Every line in the data below that has the word "bounds" should be returned.

──────── INPUT DATA ────────

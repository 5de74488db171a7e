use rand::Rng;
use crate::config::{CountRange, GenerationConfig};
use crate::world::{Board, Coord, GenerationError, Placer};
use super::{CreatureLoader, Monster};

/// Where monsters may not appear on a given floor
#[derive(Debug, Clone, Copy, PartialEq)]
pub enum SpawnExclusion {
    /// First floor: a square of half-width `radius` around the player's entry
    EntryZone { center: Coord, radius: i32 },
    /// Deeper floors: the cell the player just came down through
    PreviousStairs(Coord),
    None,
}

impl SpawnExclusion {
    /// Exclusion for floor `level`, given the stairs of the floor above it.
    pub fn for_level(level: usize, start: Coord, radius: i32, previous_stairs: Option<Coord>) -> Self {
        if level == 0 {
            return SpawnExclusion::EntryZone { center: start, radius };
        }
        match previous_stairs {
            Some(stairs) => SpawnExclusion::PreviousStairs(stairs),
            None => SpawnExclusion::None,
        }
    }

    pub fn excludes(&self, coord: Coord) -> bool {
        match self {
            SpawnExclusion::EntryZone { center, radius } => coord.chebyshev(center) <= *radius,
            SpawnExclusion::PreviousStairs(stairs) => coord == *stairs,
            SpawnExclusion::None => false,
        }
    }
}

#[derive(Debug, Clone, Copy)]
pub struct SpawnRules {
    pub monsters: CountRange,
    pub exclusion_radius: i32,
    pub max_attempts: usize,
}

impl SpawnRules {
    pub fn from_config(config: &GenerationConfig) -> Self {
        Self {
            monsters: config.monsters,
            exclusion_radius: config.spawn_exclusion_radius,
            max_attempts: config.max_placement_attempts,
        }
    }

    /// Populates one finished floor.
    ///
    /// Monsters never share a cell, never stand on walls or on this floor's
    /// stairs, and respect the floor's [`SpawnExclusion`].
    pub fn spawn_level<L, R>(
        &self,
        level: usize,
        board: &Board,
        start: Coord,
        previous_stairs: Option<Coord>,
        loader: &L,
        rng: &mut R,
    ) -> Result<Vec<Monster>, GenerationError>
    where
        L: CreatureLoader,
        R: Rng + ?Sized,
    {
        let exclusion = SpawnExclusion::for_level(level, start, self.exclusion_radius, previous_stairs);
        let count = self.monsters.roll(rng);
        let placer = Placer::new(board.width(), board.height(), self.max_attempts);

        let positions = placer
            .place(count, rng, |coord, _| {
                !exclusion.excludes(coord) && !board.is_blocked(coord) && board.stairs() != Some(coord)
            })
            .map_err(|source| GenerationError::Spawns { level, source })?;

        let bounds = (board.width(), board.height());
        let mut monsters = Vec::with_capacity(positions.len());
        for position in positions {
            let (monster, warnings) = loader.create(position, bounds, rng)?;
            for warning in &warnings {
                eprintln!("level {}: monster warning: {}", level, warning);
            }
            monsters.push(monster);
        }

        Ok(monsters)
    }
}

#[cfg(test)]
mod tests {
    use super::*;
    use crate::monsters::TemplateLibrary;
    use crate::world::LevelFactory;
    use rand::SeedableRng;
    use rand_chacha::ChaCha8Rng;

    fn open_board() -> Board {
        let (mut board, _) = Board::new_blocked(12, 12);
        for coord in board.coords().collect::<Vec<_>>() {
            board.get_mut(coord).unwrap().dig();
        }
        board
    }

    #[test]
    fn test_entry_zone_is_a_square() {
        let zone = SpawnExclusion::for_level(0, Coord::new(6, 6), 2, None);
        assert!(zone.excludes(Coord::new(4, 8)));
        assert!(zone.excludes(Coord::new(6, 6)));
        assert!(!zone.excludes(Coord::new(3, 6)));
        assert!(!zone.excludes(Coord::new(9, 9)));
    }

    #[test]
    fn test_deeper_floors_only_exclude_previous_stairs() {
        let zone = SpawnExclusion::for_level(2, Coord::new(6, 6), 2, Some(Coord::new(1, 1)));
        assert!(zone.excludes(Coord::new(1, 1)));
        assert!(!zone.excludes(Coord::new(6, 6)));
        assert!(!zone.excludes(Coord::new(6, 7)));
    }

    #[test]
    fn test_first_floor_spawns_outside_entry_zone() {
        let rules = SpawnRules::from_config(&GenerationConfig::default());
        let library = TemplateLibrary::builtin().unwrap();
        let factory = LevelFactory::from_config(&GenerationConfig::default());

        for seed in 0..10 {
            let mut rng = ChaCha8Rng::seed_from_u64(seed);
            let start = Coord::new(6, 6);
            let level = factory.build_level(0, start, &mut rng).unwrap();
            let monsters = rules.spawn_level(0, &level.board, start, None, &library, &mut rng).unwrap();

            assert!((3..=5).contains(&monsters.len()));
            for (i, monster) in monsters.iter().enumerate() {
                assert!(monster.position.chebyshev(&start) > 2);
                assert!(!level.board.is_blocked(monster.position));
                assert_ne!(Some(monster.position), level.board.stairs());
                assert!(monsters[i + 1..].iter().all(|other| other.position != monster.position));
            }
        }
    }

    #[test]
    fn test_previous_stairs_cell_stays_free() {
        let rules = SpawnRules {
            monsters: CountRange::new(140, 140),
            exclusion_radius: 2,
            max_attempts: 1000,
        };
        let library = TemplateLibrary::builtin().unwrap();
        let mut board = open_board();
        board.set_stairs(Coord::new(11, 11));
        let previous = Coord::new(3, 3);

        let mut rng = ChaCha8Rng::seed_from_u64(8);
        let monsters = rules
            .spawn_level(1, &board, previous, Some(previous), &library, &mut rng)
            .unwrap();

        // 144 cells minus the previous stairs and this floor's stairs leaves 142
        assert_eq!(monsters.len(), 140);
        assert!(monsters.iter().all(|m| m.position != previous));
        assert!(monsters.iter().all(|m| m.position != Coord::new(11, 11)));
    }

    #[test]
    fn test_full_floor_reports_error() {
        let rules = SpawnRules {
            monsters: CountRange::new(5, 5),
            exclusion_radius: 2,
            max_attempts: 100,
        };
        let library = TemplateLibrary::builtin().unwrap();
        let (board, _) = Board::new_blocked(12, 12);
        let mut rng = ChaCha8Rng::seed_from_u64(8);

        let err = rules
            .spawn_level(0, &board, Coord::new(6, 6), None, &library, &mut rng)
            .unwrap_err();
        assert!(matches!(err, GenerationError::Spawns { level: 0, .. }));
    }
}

────────
──────── INPUT DATA ────────

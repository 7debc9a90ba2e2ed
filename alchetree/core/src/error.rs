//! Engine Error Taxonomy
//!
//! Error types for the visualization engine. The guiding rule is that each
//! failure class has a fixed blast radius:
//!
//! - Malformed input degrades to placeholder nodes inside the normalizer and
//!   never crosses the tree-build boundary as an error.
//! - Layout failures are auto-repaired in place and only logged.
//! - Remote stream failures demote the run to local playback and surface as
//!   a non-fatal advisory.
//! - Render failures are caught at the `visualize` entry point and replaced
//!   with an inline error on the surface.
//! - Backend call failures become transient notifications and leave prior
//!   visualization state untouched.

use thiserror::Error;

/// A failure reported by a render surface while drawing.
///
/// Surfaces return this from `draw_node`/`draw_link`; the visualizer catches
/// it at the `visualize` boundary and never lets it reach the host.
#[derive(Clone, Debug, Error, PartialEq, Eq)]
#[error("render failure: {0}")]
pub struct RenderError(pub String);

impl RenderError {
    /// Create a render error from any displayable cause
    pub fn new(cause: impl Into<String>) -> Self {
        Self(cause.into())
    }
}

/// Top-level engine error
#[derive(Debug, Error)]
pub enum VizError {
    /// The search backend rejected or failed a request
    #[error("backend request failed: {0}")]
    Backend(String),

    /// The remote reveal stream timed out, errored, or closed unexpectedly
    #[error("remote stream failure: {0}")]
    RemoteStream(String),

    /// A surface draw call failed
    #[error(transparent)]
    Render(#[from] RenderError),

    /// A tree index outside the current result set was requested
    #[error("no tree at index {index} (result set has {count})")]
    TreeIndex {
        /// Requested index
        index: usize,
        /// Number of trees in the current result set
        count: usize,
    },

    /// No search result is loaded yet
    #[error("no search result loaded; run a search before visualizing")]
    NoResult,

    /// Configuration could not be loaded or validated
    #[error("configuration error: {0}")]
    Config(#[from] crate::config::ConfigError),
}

────────

■ **RESULT FOR THIS EXERCISE**
        let bounds = (board.width(), board.height());
            let (monster, warnings) = loader.create(position, bounds, rng)?;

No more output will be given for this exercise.